The attorneys general have asked the court to declare that the OCC violated the APA and to set aside the True Lender Rule. 

Banking and financial services industry groups had generally welcomed the OCC’s attempt to clear up ambiguity and unpredictability with the new rule.

“The banking industry greatly prefers clarity and certainty so that they can know what they can and can’t do,” said Sarah Auchterlonie, shareholder at Brownstein Hyatt Farber Schreck. No matter one’s views on high-interest loans, she added, “it’s almost always a good thing for the regulator to be specific about what they expect in any given situation.”

“I think that it would be unfortunate if this case were to make a decision on the True Lender Rule that was based entirely on dislike for high-interest, short-term loans because the True Lender Rule actually affects so much more of our economy than just small-dollar lending,” Auchterlonie said. 

Auchterlonie said there are many types of loans where, if you don’t take the document at face value about who the lender is and instead have to “peel back the onion every single time there’s more than one party involved on the back end of the loan,” it can create confusion about who a consumer owes debt to or where to direct complaints about the loan. 

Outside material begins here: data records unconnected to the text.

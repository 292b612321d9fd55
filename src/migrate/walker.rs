//! Depth-first leaf rewriting over JSON trees.
//!
//! The walker visits every member of every object. String, integer and
//! float members are handed to a [`LeafVisitor`] together with their parent
//! object, so the visitor can replace the value in place; object and array
//! members are descended into. Elements of arrays are only descended into:
//! a bare string inside an array is never offered to the visitor.
//!
//! A walk never stops early. Every leaf is visited and the results are
//! OR-ed, so the returned flag is `true` iff at least one visit reported a
//! change anywhere in the tree.

use serde_json::Value;

use crate::blueprint::{BlueprintItem, JsonObject};

/// Callbacks invoked for leaf members of JSON objects.
///
/// Each callback receives the parent object and the member key and returns
/// whether it modified anything. The defaults leave the leaf untouched.
pub trait LeafVisitor {
    fn visit_string(&mut self, parent: &mut JsonObject, key: &str) -> bool {
        let _ = (parent, key);
        false
    }

    fn visit_integer(&mut self, parent: &mut JsonObject, key: &str) -> bool {
        let _ = (parent, key);
        false
    }

    fn visit_float(&mut self, parent: &mut JsonObject, key: &str) -> bool {
        let _ = (parent, key);
        false
    }
}

enum Member {
    String,
    Integer,
    Float,
    Nested,
}

fn classify_member(value: &Value) -> Option<Member> {
    match value {
        Value::String(_) => Some(Member::String),
        Value::Number(n) if n.is_f64() => Some(Member::Float),
        Value::Number(_) => Some(Member::Integer),
        Value::Object(_) | Value::Array(_) => Some(Member::Nested),
        Value::Null | Value::Bool(_) => None,
    }
}

/// Walk an arbitrary JSON value.
pub fn walk<V: LeafVisitor + ?Sized>(value: &mut Value, visitor: &mut V) -> bool {
    match value {
        Value::Object(object) => walk_object(object, visitor),
        Value::Array(items) => {
            let mut changed = false;
            for item in items {
                changed |= walk(item, visitor);
            }
            changed
        }
        _ => false,
    }
}

/// Walk the members of one object.
pub fn walk_object<V: LeafVisitor + ?Sized>(object: &mut JsonObject, visitor: &mut V) -> bool {
    // Visitors may mutate the parent, so iterate over a snapshot of the keys.
    let keys: Vec<String> = object.keys().cloned().collect();
    let mut changed = false;

    for key in keys {
        let Some(member) = object.get(&key).and_then(classify_member) else {
            continue;
        };
        changed |= match member {
            Member::String => visitor.visit_string(object, &key),
            Member::Integer => visitor.visit_integer(object, &key),
            Member::Float => visitor.visit_float(object, &key),
            Member::Nested => object
                .get_mut(&key)
                .is_some_and(|child| walk(child, visitor)),
        };
    }

    changed
}

/// Walk a classified item: its body and, for books, every entry's item.
///
/// Entry indices are structure, not content, and are not offered to the
/// visitor.
pub fn walk_item<V: LeafVisitor + ?Sized>(item: &mut BlueprintItem, visitor: &mut V) -> bool {
    let mut changed = walk_object(item.body_mut(), visitor);
    if let Some(book) = item.as_book_mut() {
        for entry in book.entries_mut() {
            changed |= walk_item(&mut entry.item, visitor);
        }
    }
    changed
}

/// [`LeafVisitor`] built from three closures.
pub struct FnVisitor<S, I, F> {
    pub on_string: S,
    pub on_integer: I,
    pub on_float: F,
}

impl<S, I, F> LeafVisitor for FnVisitor<S, I, F>
where
    S: FnMut(&mut JsonObject, &str) -> bool,
    I: FnMut(&mut JsonObject, &str) -> bool,
    F: FnMut(&mut JsonObject, &str) -> bool,
{
    fn visit_string(&mut self, parent: &mut JsonObject, key: &str) -> bool {
        (self.on_string)(parent, key)
    }

    fn visit_integer(&mut self, parent: &mut JsonObject, key: &str) -> bool {
        (self.on_integer)(parent, key)
    }

    fn visit_float(&mut self, parent: &mut JsonObject, key: &str) -> bool {
        (self.on_float)(parent, key)
    }
}

/// Closure form of [`walk`].
///
/// ```ignore
/// let changed = walk_and_map(&mut value, |parent, key| {
///     if let Some(Value::String(s)) = parent.get_mut(key) {
///         s.make_ascii_uppercase();
///         return true;
///     }
///     false
/// }, unchanged, unchanged);
/// ```
pub fn walk_and_map<S, I, F>(value: &mut Value, on_string: S, on_integer: I, on_float: F) -> bool
where
    S: FnMut(&mut JsonObject, &str) -> bool,
    I: FnMut(&mut JsonObject, &str) -> bool,
    F: FnMut(&mut JsonObject, &str) -> bool,
{
    let mut visitor = FnVisitor {
        on_string,
        on_integer,
        on_float,
    };
    walk(value, &mut visitor)
}

/// Leaf callback that never changes anything.
pub fn unchanged(_parent: &mut JsonObject, _key: &str) -> bool {
    false
}

#[cfg(test)]
mod tests {
    use super::*;
    use serde_json::json;

    #[test]
    fn test_dispatch_by_leaf_type() {
        let mut value = json!({
            "s": "text",
            "i": 3,
            "f": 1.5,
            "b": true,
            "n": null,
            "nested": {"s2": "more", "list": [{"i2": -7}, "bare", 2.5]}
        });
        let mut strings = Vec::new();
        let mut ints = Vec::new();
        let mut floats = Vec::new();
        let changed = walk_and_map(
            &mut value,
            |_, key| {
                strings.push(key.to_string());
                false
            },
            |_, key| {
                ints.push(key.to_string());
                false
            },
            |_, key| {
                floats.push(key.to_string());
                false
            },
        );
        assert!(!changed);
        strings.sort();
        ints.sort();
        assert_eq!(strings, ["s", "s2"]);
        assert_eq!(ints, ["i", "i2"]);
        assert_eq!(floats, ["f"]);
    }

    #[test]
    fn test_array_leaves_are_not_rewritten() {
        let mut value = json!({"list": ["a", "a"], "name": "a"});
        let changed = walk_and_map(
            &mut value,
            |parent, key| {
                if let Some(Value::String(s)) = parent.get_mut(key) {
                    if s == "a" {
                        *s = "b".to_string();
                        return true;
                    }
                }
                false
            },
            unchanged,
            unchanged,
        );
        assert!(changed);
        assert_eq!(value, json!({"list": ["a", "a"], "name": "b"}));
    }

    #[test]
    fn test_changes_are_or_accumulated() {
        // Only the first visited sibling changes; a later unchanged sibling
        // must not mask it.
        let mut value = json!({"a": 1, "b": 2, "c": 3});
        let changed = walk_and_map(
            &mut value,
            unchanged,
            |parent, key| {
                if key == "a" {
                    parent.insert(key.to_string(), json!(10));
                    true
                } else {
                    false
                }
            },
            unchanged,
        );
        assert!(changed);
        assert_eq!(value["a"], 10);
    }

    #[test]
    fn test_every_leaf_visited_after_change() {
        let mut value = json!([{"x": "1"}, {"x": "2"}, {"deep": {"x": "3"}}]);
        let mut visits = 0;
        let changed = walk_and_map(
            &mut value,
            |_, _| {
                visits += 1;
                true
            },
            unchanged,
            unchanged,
        );
        assert!(changed);
        assert_eq!(visits, 3);
    }

    #[test]
    fn test_no_op_leaves_tree_unchanged() {
        let original = json!({"a": {"b": ["c", {"d": "e"}]}, "f": 1.25});
        let mut value = original.clone();
        assert!(!walk_and_map(&mut value, unchanged, unchanged, unchanged));
        assert_eq!(value, original);
    }
}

Holland & Hart partner Timothy Crisp said that if upheld, the True Lender Rule will “bring a lot of comfort to national banks.” But there are a lot of ways the challenge to the rule could play out. President Joe Biden has nominated Michael Barr to lead the OCC as Comptroller of the Currency and, Crisp said, there’s nothing to stop him from repealing or changing the True Lender Rule. 

“There’s not any question in my mind that the states filed the lawsuit [in the Southern District of New York] and with New York as the lead plaintiff for strategic reasons,” Crisp said, adding that the 2nd Circuit has previously been sympathetic to the arguments offered by the states, including in the Madden case. If the rule stays in place under the new administration and lawsuits over the rule proliferate, Crisp said, the case could make it to the U.S. Supreme Court, where the conservative majority might be inclined to uphold the rule. 

Partnerships between national banks and fintech or consumer finance companies are relatively new, Crisp said, and banks have only recently been willing to participate. “If they start losing in court, they’re going to get very, very anxious about continuing to engage in this and in their willingness to work with these fintech and finance company partners,” he said.

“So I think that there’s real money at stake,” Crisp added. “And there’s real public policy issues at stake for the states as well as the federal government.”